194, caput, que menciona a seguridade social como um "conjunto
integrado de ações de iniciativa dos Poderes Públicos e da sociedade,
destinadas a assegurar os direitos relativos à saúde..."; o art. 196, que
coloca a saúde como "direito de todos e dever do Estado, garantido mediante
políticas sociais e econômicas que visem à redução do risco de doença e de
outros agravos..."; o art. 197, que qualifica como de "relevância pública
as ações e serviços de saúde..."; cite-se, finalmente, o art. 200, II, que
informa competir ao sistema único de saúde "executar as ações de
vigilância sanitária e epidemiológica, bem como as de saúde do trabalhador".
Por
fim, há que se ponderar que os Acordos e Convenções Coletivas de Trabalho que
dilataram a jornada de trabalho em turnos ininterruptos de revezamento ferem o
Pacto de São José da Costa Rica, o qual visa dentre outras coisas a melhoria das
condições de trabalho, de renda e prevenção de riscos.
Admitir
o contrário em um fraquíssimo modelo sindical como o brasileiro, marcado por
sindicalismo por categorias, unicidade sindical, imposto sindical obrigatório,
perpetuação do poder em mãos de poucos dirigentes é invalidar todo o arcabouço
protetivo e de melhoria continuada das condições de trabalho.
Para
haver um acréscimo na jornada em turnos ininterruptos de revezamento no mínimo
deveria ser negociada uma compensação pelos malefícios causados.
Por
analogia ao § 3º do art. 71 da Consolidação das Leis do Trabalho, pode se
concluir que uma violação ao Acordo ou Convenção coletiva desnatura a avença
entabulada pela autonomia coletiva dos particulares.

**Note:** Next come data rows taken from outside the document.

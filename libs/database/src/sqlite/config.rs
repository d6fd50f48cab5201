use sea_orm::ConnectOptions;
use std::time::Duration;
use tracing::log::LevelFilter;

#[cfg(feature = "config")]
use core_config::{env_or_default, ConfigError, FromEnv};

/// SQLite database configuration
///
/// Holds the connection URL and pool settings. Construct manually or load
/// from environment variables (with the `config` feature).
///
/// # Example
///
/// ```ignore
/// use database::sqlite::SqliteConfig;
///
/// // Manual construction
/// let config = SqliteConfig::new("sqlite://products.db?mode=rwc");
///
/// // From environment variables (requires `config` feature)
/// let config = SqliteConfig::from_env()?;
///
/// let options = config.into_connect_options();
/// ```
#[derive(Clone, Debug)]
pub struct SqliteConfig {
    /// Database connection URL
    pub url: String,

    /// Maximum number of connections in the pool
    pub max_connections: u32,

    /// Connection timeout in seconds
    pub connect_timeout_secs: u64,

    /// Acquire timeout in seconds
    pub acquire_timeout_secs: u64,
}

impl SqliteConfig {
    pub fn new(url: impl Into<String>) -> Self {
        Self {
            url: url.into(),
            ..Self::default()
        }
    }

    /// Convert to SeaORM [`ConnectOptions`]
    pub fn into_connect_options(self) -> ConnectOptions {
        let mut options = ConnectOptions::new(self.url);
        options
            .max_connections(self.max_connections)
            .connect_timeout(Duration::from_secs(self.connect_timeout_secs))
            .acquire_timeout(Duration::from_secs(self.acquire_timeout_secs))
            .sqlx_logging(true)
            .sqlx_logging_level(LevelFilter::Debug);
        options
    }
}

impl Default for SqliteConfig {
    fn default() -> Self {
        Self {
            url: "sqlite://products.db?mode=rwc".to_string(),
            max_connections: 10,
            connect_timeout_secs: 8,
            acquire_timeout_secs: 8,
        }
    }
}

#[cfg(feature = "config")]
impl FromEnv for SqliteConfig {
    /// Reads from environment variables with defaults:
    /// - `DATABASE_URL`: defaults to `sqlite://products.db?mode=rwc`
    /// - `DATABASE_MAX_CONNECTIONS`: defaults to 10
    fn from_env() -> Result<Self, ConfigError> {
        let url = env_or_default("DATABASE_URL", "sqlite://products.db?mode=rwc");
        let max_connections = env_or_default("DATABASE_MAX_CONNECTIONS", "10")
            .parse()
            .map_err(|e| ConfigError::ParseError {
                key: "DATABASE_MAX_CONNECTIONS".to_string(),
                details: format!("{}", e),
            })?;

        Ok(Self {
            url,
            max_connections,
            ..Self::default()
        })
    }
}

Da mesma forma a atividade
era perigosa e insalubre.
No
mais será que a saúde, o convívio social e familiar podem ser “compensados”
monetariamente.
Portanto,
de todos os ângulos que se olha não é possível se emprestar validade aos
Acordos e Convenções Coletivas que determinaram o aumento da carga horária em turnos
ininterruptos de revezamento, pedindo-se, pois mais uma vez sua nulidade e para
se considerar extraordinárias as que extrapolarem a 6ª diária de 36ª semanal.
Por
extremo apego ao argumento, caso assim não entenda o Juízo, ainda sim a ré não
quitou corretamente as horas extras que ultrapassaram a 8ª hora diária.
Isto
Posto, pede-se novamente que a ré seja condenada a pagar horas extras a partir
da 6ª diária e 36ª semanal, entretanto, se assim não entender, a título de
pedido sucessivo, comprova-se que há diferenças a serem pagas de horas extras,
devendo ser condenada em seu pagamento, bem como refleti-las (pagas e impagas)
nos DSR’s, 13o salário, férias com 1/3, FGTS + 40%.